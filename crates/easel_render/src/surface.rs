//! `DrawSurface`: scoped styling and camera-relative drawing.
//!
//! Every primitive runs inside [`DrawSurface::with_style_and_position`]:
//!
//!   1. the primitive's defaults are merged under the caller's style
//!      (caller values always win),
//!   2. the current paint state is pushed and only the set options applied,
//!   3. the position goes through the attached camera unless the style is
//!      an overlay,
//!   4. the command is recorded with the resolved paint values,
//!   5. the paint state is popped.
//!
//! Style therefore never leaks from one call into the next. The surface owns
//! its camera; the scene reaches it through `camera_mut`.

use easel_core::config::SurfaceConfig;
use easel_core::{Camera, EaselError, Vector2};

use crate::draw_list::{DrawCommand, DrawList, Font, Stroke};
use crate::image::ImageHandle;
use crate::line::{shape_segment, LineOptions};
use crate::style::{Color, DrawStyle, PaintState};

#[derive(Debug, Clone, Copy, PartialEq)]
pub struct SurfaceOptions {
    /// Logical width; the viewport the camera centres on.
    pub width: u32,
    pub height: u32,
    /// Physical pixels per logical unit. Affects presentation only.
    pub scale: f32,
    pub background: Color,
}

impl Default for SurfaceOptions {
    fn default() -> Self {
        Self::from(&SurfaceConfig::default())
    }
}

impl From<&SurfaceConfig> for SurfaceOptions {
    fn from(config: &SurfaceConfig) -> Self {
        Self {
            width: config.width,
            height: config.height,
            scale: config.scale,
            background: Color::from_array(config.background),
        }
    }
}

impl SurfaceOptions {
    pub fn logical_size(&self) -> Vector2 {
        Vector2::new(self.width as f32, self.height as f32)
    }
}

pub struct DrawSurface {
    options: SurfaceOptions,
    camera: Option<Camera>,
    state: PaintState,
    saved: Vec<PaintState>,
    list: DrawList,
}

impl DrawSurface {
    pub fn new(options: SurfaceOptions) -> Self {
        Self {
            options,
            camera: None,
            state: PaintState::default(),
            saved: Vec::new(),
            list: DrawList::new(),
        }
    }

    pub fn options(&self) -> &SurfaceOptions {
        &self.options
    }

    /// Resize / rescale. An attached camera's viewport follows the logical size.
    pub fn set_options(&mut self, options: SurfaceOptions) {
        if options != self.options {
            log::info!(
                "Surface options: {}x{} @ {}x",
                options.width,
                options.height,
                options.scale
            );
        }
        self.options = options;
        if let Some(camera) = self.camera.as_mut() {
            camera.viewport_size = options.logical_size();
        }
    }

    /// Size of the physical buffer in pixels.
    pub fn physical_size(&self) -> (u32, u32) {
        let scale = self.options.scale;
        (
            (self.options.width as f32 * scale).round() as u32,
            (self.options.height as f32 * scale).round() as u32,
        )
    }

    pub fn attach_camera(&mut self, mut camera: Camera) {
        camera.viewport_size = self.options.logical_size();
        self.camera = Some(camera);
    }

    pub fn camera(&self) -> Option<&Camera> {
        self.camera.as_ref()
    }

    pub fn camera_mut(&mut self) -> Option<&mut Camera> {
        self.camera.as_mut()
    }

    pub fn paint_state(&self) -> &PaintState {
        &self.state
    }

    pub fn draw_list(&self) -> &DrawList {
        &self.list
    }

    /// Number of saved states on the stack. Pair with `restore_to` to repair
    /// the stack after a body bailed out part-way.
    pub fn state_depth(&self) -> usize {
        self.saved.len()
    }

    pub fn restore_to(&mut self, depth: usize) {
        if self.saved.len() > depth {
            log::warn!(
                "Restoring paint state from depth {} to {}",
                self.saved.len(),
                depth
            );
            self.saved.truncate(depth + 1);
            if let Some(state) = self.saved.pop() {
                self.state = state;
            }
        }
    }

    fn save(&mut self) {
        self.saved.push(self.state.clone());
    }

    fn restore(&mut self) {
        if let Some(state) = self.saved.pop() {
            self.state = state;
        }
    }

    /// Run `body` with `style` applied on top of the current paint state.
    /// The prior state is back in place when this returns, whatever `body`
    /// returned.
    pub fn with_style<R>(&mut self, style: &DrawStyle, body: impl FnOnce(&mut Self) -> R) -> R {
        self.save();
        self.state.apply(style);
        let result = body(self);
        self.restore();
        result
    }

    /// `with_style` plus the world→surface transform for `pos`.
    pub fn with_style_and_position<R>(
        &mut self,
        style: &DrawStyle,
        pos: Vector2,
        body: impl FnOnce(&mut Self, Vector2) -> R,
    ) -> R {
        let overlay = style.overlay;
        self.with_style(style, |surface| {
            let pos = surface.project(pos, overlay);
            body(surface, pos)
        })
    }

    /// Surface position for a world position (or unchanged for overlays).
    pub fn project(&self, pos: Vector2, overlay: bool) -> Vector2 {
        match (&self.camera, overlay) {
            (Some(camera), false) => camera.to_surface_position(pos),
            _ => pos,
        }
    }

    /// Wipe the whole physical buffer.
    pub fn clear(&mut self) {
        self.list.clear();
    }

    pub fn draw_rect(&mut self, pos: Vector2, size: Vector2, style: &DrawStyle) {
        let stroke_requested = style.stroke_color.is_some();
        let style = style.or_defaults(&DrawStyle::rect_defaults());
        self.with_style_and_position(&style, pos, |s, pos| {
            let stroke = stroke_requested.then(|| s.current_stroke());
            s.list.push(DrawCommand::Rect {
                pos,
                size,
                fill: Some(s.state.fill_color),
                stroke,
            });
        });
    }

    pub fn draw_circle(&mut self, radius: f32, pos: Vector2, style: &DrawStyle) {
        let stroke_requested = style.stroke_color.is_some();
        let style = style.or_defaults(&DrawStyle::circle_defaults());
        self.with_style_and_position(&style, pos, |s, center| {
            let stroke = stroke_requested.then(|| s.current_stroke());
            s.list.push(DrawCommand::Circle {
                center,
                radius,
                fill: Some(s.state.fill_color),
                stroke,
            });
        });
    }

    /// Connect `points` with straight segments. An empty list is a caller
    /// error; a single point records a degenerate path.
    pub fn draw_path(&mut self, points: &[Vector2], style: &DrawStyle) -> Result<(), EaselError> {
        let Some(&first) = points.first() else {
            return Err(EaselError::invalid_input("draw_path needs at least one point"));
        };
        let style = style.or_defaults(&DrawStyle::path_defaults());
        self.with_style_and_position(&style, first, |s, first| {
            let mut projected = Vec::with_capacity(points.len());
            projected.push(first);
            projected.extend(points[1..].iter().map(|&p| s.project(p, style.overlay)));
            s.list.push(DrawCommand::Path {
                points: projected,
                stroke: s.current_stroke(),
            });
        });
        Ok(())
    }

    /// Draw a shaped segment from `a` to `b`; see [`LineOptions`].
    pub fn draw_line(&mut self, a: Vector2, b: Vector2, options: &LineOptions, style: &DrawStyle) {
        let (start, end) = shape_segment(a, b, options);
        if let Err(err) = self.draw_path(&[start, end], style) {
            // Two points are always present.
            log::error!("draw_line: {err}");
        }
    }

    pub fn draw_text(&mut self, text: &str, pos: Vector2, style: &DrawStyle) {
        let style = style.or_defaults(&DrawStyle::text_defaults());
        self.with_style_and_position(&style, pos, |s, pos| {
            s.list.push(DrawCommand::Text {
                text: text.to_string(),
                pos,
                color: s.state.fill_color,
                font: Font {
                    family: s.state.font_family.clone(),
                    size: s.state.font_size,
                },
            });
        });
    }

    /// Draw `image` with its top-left at `pos`, sized `scale` × its pixel size.
    /// No-op while the image is still loading.
    pub fn draw_image(&mut self, image: &ImageHandle, pos: Vector2, scale: f32, style: &DrawStyle) {
        let Some(data) = image.data() else {
            log::trace!("draw_image: '{}' not loaded yet, skipping", image.name());
            return;
        };
        let size = Vector2::new(data.width as f32 * scale, data.height as f32 * scale);
        let style = style.or_defaults(&DrawStyle::image_defaults());
        self.with_style_and_position(&style, pos, |s, pos| {
            s.list.push(DrawCommand::Image {
                image: image.clone(),
                pos,
                size,
                smoothing: s.state.image_smoothing,
            });
        });
    }

    fn current_stroke(&self) -> Stroke {
        Stroke {
            color: self.state.stroke_color,
            width: self.state.line_width,
        }
    }
}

▶ _Instructions to follow_: Extract from the material all lines containing the string "points".

▶ _Completed exercise_:
    /// Connect `points` with straight segments. An empty list is a caller
    pub fn draw_path(&mut self, points: &[Vector2], style: &DrawStyle) -> Result<(), EaselError> {
        let Some(&first) = points.first() else {
            let mut projected = Vec::with_capacity(points.len());
            projected.extend(points[1..].iter().map(|&p| s.project(p, style.overlay)));
                points: projected,
            // Two points are always present.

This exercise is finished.